Stored items
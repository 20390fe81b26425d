use std::cmp::Ordering;

use chrono::NaiveDate;
use serde::{Deserialize, Serialize};

use super::model::{Dataset, Observation};

// ---------------------------------------------------------------------------
// Sort key for the comparison chart
// ---------------------------------------------------------------------------

/// Column the comparison chart is ordered by.
#[derive(Debug, Clone, Copy, PartialEq, Eq, Default, Serialize, Deserialize)]
pub enum SortKey {
    #[serde(rename = "region")]
    ByRegion,
    #[default]
    #[serde(rename = "mean")]
    ByMean,
}

impl SortKey {
    pub const ALL: [SortKey; 2] = [SortKey::ByRegion, SortKey::ByMean];

    /// Label shown next to the radio button.
    pub fn label(self) -> &'static str {
        match self {
            SortKey::ByRegion => "Country",
            SortKey::ByMean => "Transmission rate",
        }
    }

    /// Ascending comparator for this key.
    pub fn compare(self, a: &Observation, b: &Observation) -> Ordering {
        match self {
            SortKey::ByRegion => a.region.cmp(&b.region),
            SortKey::ByMean => a.mean.total_cmp(&b.mean),
        }
    }
}

// ---------------------------------------------------------------------------
// Row selection
// ---------------------------------------------------------------------------

/// Observations recorded on `date`, stably sorted by `key`.
pub fn rows_on_date(dataset: &Dataset, date: NaiveDate, key: SortKey) -> Vec<&Observation> {
    let mut rows: Vec<&Observation> = dataset
        .observations()
        .iter()
        .filter(|o| o.date == date)
        .collect();
    rows.sort_by(|a, b| key.compare(a, b));
    rows
}

/// Observations of `region`, ordered by date regardless of load order.
pub fn rows_for_region<'a>(dataset: &'a Dataset, region: &str) -> Vec<&'a Observation> {
    let mut rows: Vec<&Observation> = dataset
        .observations()
        .iter()
        .filter(|o| o.region == region)
        .collect();
    rows.sort_by_key(|o| o.date);
    rows
}

#[cfg(test)]
mod tests {
    use super::*;

    fn day(d: u32) -> NaiveDate {
        NaiveDate::from_ymd_opt(2020, 6, d).unwrap()
    }

    fn sample() -> Dataset {
        Dataset::new(vec![
            Observation::new(day(2), "Spain", 0.9, 0.7, 1.1),
            Observation::new(day(1), "Spain", 1.3, 1.1, 1.5),
            Observation::new(day(2), "Italy", 1.2, 1.0, 1.4),
            Observation::new(day(2), "Belgium", 0.9, 0.6, 1.0),
        ])
    }

    #[test]
    fn rows_on_date_sorted_by_region() {
        let ds = sample();
        let regions: Vec<&str> = rows_on_date(&ds, day(2), SortKey::ByRegion)
            .iter()
            .map(|o| o.region.as_str())
            .collect();
        assert_eq!(regions, vec!["Belgium", "Italy", "Spain"]);
    }

    #[test]
    fn rows_on_date_sorted_by_mean_keeps_ties_in_load_order() {
        let ds = sample();
        let regions: Vec<&str> = rows_on_date(&ds, day(2), SortKey::ByMean)
            .iter()
            .map(|o| o.region.as_str())
            .collect();
        assert_eq!(regions, vec!["Spain", "Belgium", "Italy"]);
    }

    #[test]
    fn rows_for_region_sorted_by_date() {
        let ds = sample();
        let dates: Vec<NaiveDate> = rows_for_region(&ds, "Spain").iter().map(|o| o.date).collect();
        assert_eq!(dates, vec![day(1), day(2)]);
        assert!(rows_for_region(&ds, "Atlantis").is_empty());
    }

    #[test]
    fn sort_key_parses_column_names() {
        let key: SortKey = serde_json::from_str("\"region\"").unwrap();
        assert_eq!(key, SortKey::ByRegion);
        assert_eq!(SortKey::default(), SortKey::ByMean);
    }
}
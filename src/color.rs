use eframe::egui::Color32;
use palette::{Hsl, IntoColor, Lighten, Srgb};

use crate::view::ColorCategory;

// ---------------------------------------------------------------------------
// Risk colors
// ---------------------------------------------------------------------------

const HIGH_RGB: (u8, u8, u8) = (204, 0, 0);
const LOW_RGB: (u8, u8, u8) = (0, 204, 0);

/// Mean line color in the time-series panels.
pub const MEAN_LINE: Color32 = Color32::from_rgb(40, 40, 40);

/// Solid color for bars of the given category.
pub fn category_color(category: ColorCategory) -> Color32 {
    let (r, g, b) = match category {
        ColorCategory::High => HIGH_RGB,
        ColorCategory::Low => LOW_RGB,
    };
    Color32::from_rgb(r, g, b)
}

/// Translucent, lightened variant used to fill the confidence band.
pub fn band_fill(category: ColorCategory) -> Color32 {
    let base = category_color(category);
    let rgb = Srgb::new(base.r(), base.g(), base.b()).into_format::<f32>();
    let hsl: Hsl = rgb.into_color();
    let light: Srgb = hsl.lighten(0.35).into_color();
    Color32::from_rgba_unmultiplied(
        (light.red * 255.0).round() as u8,
        (light.green * 255.0).round() as u8,
        (light.blue * 255.0).round() as u8,
        140,
    )
}

/// Legend entries (label → colour) for the UI.
pub fn legend_entries() -> [(&'static str, Color32); 2] {
    [
        ("Rt ≥ 1 (growing)", category_color(ColorCategory::High)),
        ("Rt < 1 (shrinking)", category_color(ColorCategory::Low)),
    ]
}

#[cfg(test)]
mod tests {
    use super::*;

    #[test]
    fn bar_colors_match_categories() {
        assert_eq!(category_color(ColorCategory::High), Color32::from_rgb(204, 0, 0));
        assert_eq!(category_color(ColorCategory::Low), Color32::from_rgb(0, 204, 0));
    }

    #[test]
    fn band_fill_is_lighter_and_keeps_hue() {
        let fill = band_fill(ColorCategory::High);
        assert_eq!(fill.a(), 140);
        let [r, g, b, _] = fill.to_srgba_unmultiplied();
        assert!(r > g && r > b, "expected a red tone, got {r},{g},{b}");
        assert!(g > 0, "expected lightening to lift the other channels");
    }
}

Your task
Where a line above holds the word "regions", copy it.

Exercise response
        let regions: Vec<&str> = rows_on_date(&ds, day(2), SortKey::ByRegion)
        assert_eq!(regions, vec!["Belgium", "Italy", "Spain"]);
        let regions: Vec<&str> = rows_on_date(&ds, day(2), SortKey::ByMean)
        assert_eq!(regions, vec!["Spain", "Belgium", "Italy"]);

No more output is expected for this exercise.